Well maybe so, there and here.
But before I get into all that, an important question: What's a detail?
This might sound silly. Most of us know this from our earliest schooling days. A detail is a particular, a specific: a color, a sound, a feeling. Something that is, perhaps, easily forgotten or overlooked, yet somehow inescapably essential. They are the significantly insignificant. In language we use them to reflect the nuance and subtlety of reality, to get as close as possible to the dense center of private truth that we strive, unsuccessfully, to articulate. For this reason writers tend to be obsessed with them (Paul Auster says that “the truth of a story is in the details,” and check out the comments section of the last post for an appreciation of the difference between "dirt" and "unpaved" with regard to roads). After all, they can be revealed and utilized in so many ways! A detail can give the sensory experience to a scene that brings it to life, it can show the kind of meaningful juxtaposition that elicits perspective on a situation, indeed it can become the very catalyst for the series of events that becomes the story, and that’s just to name a few of the ways details are useful. Consider the examples: the knocking legs of an uneven table quavering in the ears of a child as a storm passes over the house; the lizard wandering nonchalantly across a blood-soaked, corpse-ridden, plain of battle, spearing a fly with its quick tongue; the red dot on a cashmere sweater that wreaks havoc in the lives of a group of friends in New York City. Details are the basic unit of the world, the building blocks of perception and experience. I'd say that their importance can't be overstated: Without the great variety and specificity of details, or the ability to thoughtfully distinguish between them, all things would blur together! Life in this world would quickly become a vast blandness: dull, boring, and oppressive. All of which is to say, details, when noticed, provide completion and clarity.

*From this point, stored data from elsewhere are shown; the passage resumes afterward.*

use poise::serenity_prelude as serenity;
use serenity::{
    ComponentInteractionCollector, CreateInteractionResponse, CreateMessage, GetMessages, Message,
};
use std::time::Duration;
use tracing::{debug, info};

use super::embeds;
use super::log_to_mod_channel;
use crate::commands::music::utils::embedded_messages::RED;
use crate::{CommandResult, Context};

const CONFIRM_WINDOW: Duration = Duration::from_secs(30);

/// Whether purged messages get copied to the log one by one. A single
/// deletion already shows up through the message-delete log, and purging the
/// log channel itself shouldn't refill it.
pub fn copies_to_log(requested: bool, purged: usize, in_log_channel: bool) -> bool {
    requested && purged > 1 && !in_log_channel
}

fn attachment_names(message: &Message) -> Vec<String> {
    message
        .attachments
        .iter()
        .map(|attachment| attachment.filename.clone())
        .collect()
}

/// Purge messages from the current channel.
#[poise::command(
    slash_command,
    guild_only,
    category = "Moderation",
    default_member_permissions = "MANAGE_MESSAGES",
    required_permissions = "MANAGE_MESSAGES",
    required_bot_permissions = "MANAGE_MESSAGES",
    user_cooldown = 30
)]
pub async fn purge(
    ctx: Context<'_>,
    #[description = "The number of messages to purge"]
    #[min = 1]
    #[max = 100]
    count: u8,
    #[description = "Whether to log the deleted messages (defaults to True)"] log: Option<bool>,
) -> CommandResult {
    ctx.defer_ephemeral().await?;
    let channel = ctx.channel_id();
    let messages = channel
        .messages(ctx, GetMessages::new().limit(count))
        .await?;
    if messages.is_empty() {
        ctx.send(embeds::failure("Nothing to purge", "This channel has no messages."))
            .await?;
        return Ok(());
    }

    let purged = messages.len();
    let label = format!("Delete {} {}", purged, if purged == 1 { "Message" } else { "Messages" });
    let prefix = format!("{}_", ctx.id());
    let reply = ctx
        .send(
            poise::CreateReply::default()
                .embed(embeds::confirm_purge(purged, channel))
                .components(embeds::confirm_buttons(&prefix, &label, false))
                .ephemeral(true),
        )
        .await?;

    let filter_prefix = prefix.clone();
    let press = ComponentInteractionCollector::new(ctx)
        .author_id(ctx.author().id)
        .channel_id(channel)
        .timeout(CONFIRM_WINDOW)
        .filter(move |press| press.data.custom_id.starts_with(&filter_prefix))
        .await;

    let Some(press) = press else {
        debug!("Purge in {} timed out", channel);
        reply
            .edit(
                ctx,
                poise::CreateReply::default()
                    .embed(embeds::confirm_purge(purged, channel))
                    .components(embeds::confirm_buttons(&prefix, &label, true)),
            )
            .await?;
        return Ok(());
    };
    press
        .create_response(ctx, CreateInteractionResponse::Acknowledge)
        .await?;

    if press.data.custom_id != format!("{}confirm", prefix) {
        reply
            .edit(
                ctx,
                poise::CreateReply::default()
                    .embed(serenity::CreateEmbed::new().title("❌ Purge canceled").color(RED))
                    .components(embeds::confirm_buttons(&prefix, &label, true)),
            )
            .await?;
        return Ok(());
    }

    channel
        .delete_messages(ctx, messages.iter().map(|message| message.id))
        .await?;
    info!("{} purged {} messages from {}", ctx.author().name, purged, channel);

    reply
        .edit(
            ctx,
            poise::CreateReply::default()
                .embed(embeds::success(
                    "Messages purged",
                    format!(
                        "Successfully deleted {} from <#{}>.",
                        embeds::message_count(purged),
                        channel
                    ),
                ))
                .components(embeds::confirm_buttons(&prefix, &label, true)),
        )
        .await?;

    let log_channel = ctx.data().config.moderation_log_channel_id;
    if copies_to_log(log.unwrap_or(true), purged, log_channel == Some(channel)) {
        // Oldest first, the way they were posted.
        for message in messages.iter().rev().filter(|message| !message.author.bot) {
            log_to_mod_channel(
                ctx,
                log_channel,
                CreateMessage::new().embed(embeds::message_deleted(
                    &message.author,
                    channel,
                    &message.content,
                    &attachment_names(message),
                )),
            )
            .await;
        }
    }
    log_to_mod_channel(
        ctx,
        log_channel,
        CreateMessage::new().embed(embeds::purge_log(purged, channel, ctx.author().id)),
    )
    .await;
    Ok(())
}

#[cfg(test)]
mod tests {
    use super::*;
    use rstest::rstest;

    #[rstest]
    #[case::many(true, 10, false, true)]
    #[case::opted_out(false, 10, false, false)]
    #[case::single(true, 1, false, false)]
    #[case::log_channel(true, 10, true, false)]
    fn copying_purged_messages(
        #[case] requested: bool,
        #[case] purged: usize,
        #[case] in_log_channel: bool,
        #[case] expected: bool,
    ) {
        assert_eq!(copies_to_log(requested, purged, in_log_channel), expected);
    }
}
use poise::CreateReply;
use serenity::all::{CreateEmbed, CreateEmbedAuthor, CreateEmbedFooter, Timestamp, User, UserId};
use thousands::Separable;

use crate::commands::music::utils::embedded_messages::{BLUE, FUCHSIA, RED};
use crate::utils::xp::LevelInfo;

const MEDALS: [&str; 3] = ["🥇", "🥈", "🥉"];

/// Everything the stat cards show about one user.
#[derive(Debug, Clone, Copy, PartialEq, Eq)]
pub struct Standing {
    pub rank: u64,
    pub xp: u64,
    pub level: LevelInfo,
}

/// A leaderboard line for one user.
#[derive(Debug, Clone, PartialEq, Eq)]
pub struct BoardEntry {
    pub rank: u64,
    pub name: String,
    pub level: u32,
    pub xp: u64,
}

pub fn rank_card(user: &User, standing: &Standing) -> CreateReply {
    let embed = CreateEmbed::new()
        .thumbnail(user.face())
        .description(format!("### 🏆 Leaderboard Stats for <@{}>", user.id))
        .field("Rank", format!("#{}", standing.rank), true)
        .field("Level", standing.level.level.to_string(), true)
        .field(
            "XP",
            format!(
                "{} / {}",
                standing.level.relative_xp.separate_with_commas(),
                standing.level.xp_for_next_level.separate_with_commas()
            ),
            true,
        )
        .field("Total XP", standing.xp.separate_with_commas(), true)
        .field(
            "XP to Next Level",
            standing.level.remaining().separate_with_commas(),
            true,
        )
        .color(BLUE);
    CreateReply::default().embed(embed)
}

pub fn unknown_user() -> CreateReply {
    let embed = CreateEmbed::new()
        .title("❌ Unknown user")
        .description("That user is not on the leaderboard. They must send a message first.")
        .color(RED);
    CreateReply::default().embed(embed).ephemeral(true)
}

/// One line per entry. `top` entries come first; a divider separates a
/// trailing entry for the caller when they aren't in the top list.
pub fn board_lines(top: &[BoardEntry], caller: Option<&BoardEntry>) -> String {
    let line = |entry: &BoardEntry| {
        let medal = entry
            .rank
            .checked_sub(1)
            .and_then(|i| usize::try_from(i).ok())
            .and_then(|i| MEDALS.get(i))
            .map(|medal| format!("{} ", medal))
            .unwrap_or_default();
        format!(
            "{}. {}**{}** • Level **{}** • Total XP **{}**",
            entry.rank,
            medal,
            entry.name,
            entry.level,
            entry.xp.separate_with_commas()
        )
    };

    let mut lines: Vec<String> = top.iter().map(line).collect();
    if let Some(caller) = caller {
        lines.push("─────────────".to_string());
        lines.push(line(caller));
    }
    if lines.is_empty() {
        lines.push("Nobody has earned any XP yet.".to_string());
    }
    lines.join("\n")
}

pub fn leaderboard(
    top: &[BoardEntry],
    caller: Option<&BoardEntry>,
    on_board: u64,
    members: Option<u64>,
) -> CreateReply {
    let members = members
        .map(|count| count.separate_with_commas())
        .unwrap_or_else(|| "?".to_string());
    let embed = CreateEmbed::new()
        .author(CreateEmbedAuthor::new("Suroi"))
        .title("🏆 Server Leaderboard")
        .description(board_lines(top, caller))
        .footer(CreateEmbedFooter::new(format!(
            "Members on Leaderboard: {} • Total Members: {}",
            on_board.separate_with_commas(),
            members
        )))
        .color(BLUE);
    CreateReply::default().embed(embed)
}

pub fn level_up(user_id: UserId, standing: &Standing) -> CreateEmbed {
    CreateEmbed::new()
        .title("⏫ Level Up!")
        .description(format!(
            "<@{}> just reached level **{}**!",
            user_id, standing.level.level
        ))
        .field("Rank", format!("#{}", standing.rank), true)
        .field("Total XP", standing.xp.separate_with_commas(), true)
        .field(
            "XP to Next Level",
            standing.level.remaining().separate_with_commas(),
            true,
        )
        .field(
            " ",
            "-# You can disable these notifications using the `/levelnotifs off` command.",
            false,
        )
        .color(FUCHSIA)
        .timestamp(Timestamp::now())
}

#[cfg(test)]
mod tests {
    use super::*;
    use pretty_assertions::assert_eq;

    fn entry(rank: u64, name: &str, xp: u64) -> BoardEntry {
        BoardEntry {
            rank,
            name: name.to_string(),
            level: crate::utils::xp::level_for_xp(xp),
            xp,
        }
    }

    #[test]
    fn medals_for_the_podium_only() {
        let top = [
            entry(1, "ada", 3000),
            entry(2, "bob", 1200),
            entry(3, "cy", 300),
            entry(4, "dee", 5),
        ];
        assert_eq!(
            board_lines(&top, None),
            [
                "1. 🥇 **ada** • Level **10** • Total XP **3,000**",
                "2. 🥈 **bob** • Level **6** • Total XP **1,200**",
                "3. 🥉 **cy** • Level **3** • Total XP **300**",
                "4. **dee** • Level **1** • Total XP **5**",
            ]
            .join("\n")
        );
    }

    #[test]
    fn caller_is_appended_after_a_divider() {
        let top = [entry(1, "ada", 3000)];
        let caller = entry(42, "me", 10);
        let lines = board_lines(&top, Some(&caller));

        let last: Vec<&str> = lines.lines().skip(1).collect();
        assert_eq!(
            last,
            vec!["─────────────", "42. **me** • Level **1** • Total XP **10**"]
        );
    }

    #[test]
    fn empty_board_says_so() {
        assert_eq!(board_lines(&[], None), "Nobody has earned any XP yet.");
    }
}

Or, more pertinent to what I'm about to say: access.
So what is a detail?
Well here's a better question: what can a detail be?
Let’s say: a portal. A doorway.
(A quick hiccup of mine about doors in literature and culture seems appropriate to bring up here: In The Marriage of Heaven and Hell William Blake writes, “If the doors of perception were cleansed every thing would appear to man as it is, Infinite. For man has closed himself up, till he sees all things thro' narrow chinks of his cavern.” This quote went on to inspire Aldous Huxley in his mystical pursuits to such an extent that he titled one of his books The Doors of Perception. Huxley’s book, in turn, inspired Jim Morrison to name his band The Doors. All fun facts. I bring it up for another reason though: to make a case against one small part of the sentiment. I’m not so sure that things are “infinite.” At least I’m not sold on it. There might be a multiverse with 936,005 universes inside of it, which is something well beyond human conception of the finite, but is finite nonetheless. Assuming the truth of “infinity” isn’t necessary, I don’t think, to believing in the Oneness. The answer might still be 42. Just a kick from the rational mind I guess.)
Quick Story: From Zen and the Art of Motorcycle Maintenance
In his famous book, Robert Pirsig tells the story of a student’s difficulty with one of his assignments in a writing class. The prompt? “Write about the city block that you live on.” Here’s the story: Two or three days before the paper is due, this student comes to Pirsig. She is distraught. She simply has no idea what to write. “I can’t think of anything to say,” she says, “nothing happens on my block. Can I expand the assignment?” Just the opposite, Pirsig responds. He tells her that the new assignment is to write about one brick on one building on her block.
So what happens? Three days later, ecstatic, she hands in a 6,000 word essay about her block. Pirsig describes how electrified this student is when she gives him the paper, raving about all the dynamism and life she was able to observe on her block once she began with the details of the lone brick.
What beauty in doorways!
Earthaven Details
For the sake of providing as many doorways into this spiritual community as possible, I present a few cool details I picked up about how Earthaven works:
Natural Building! Most of the buildings are constructed entirely from elements cultivated from the earth or recycled from other structures (recycled materials are obviously not strictly speaking, “natural” building materials, but using them does not involve the manufacturing and processing that comes with most building projects). This includes building with locally harvested (as in, from that very forest) timber frames, straw bale, cob, recycled tires packed with earth, earthen floors, recycled bottles, hardwood floors, living roofs, and designed for passive solar energy.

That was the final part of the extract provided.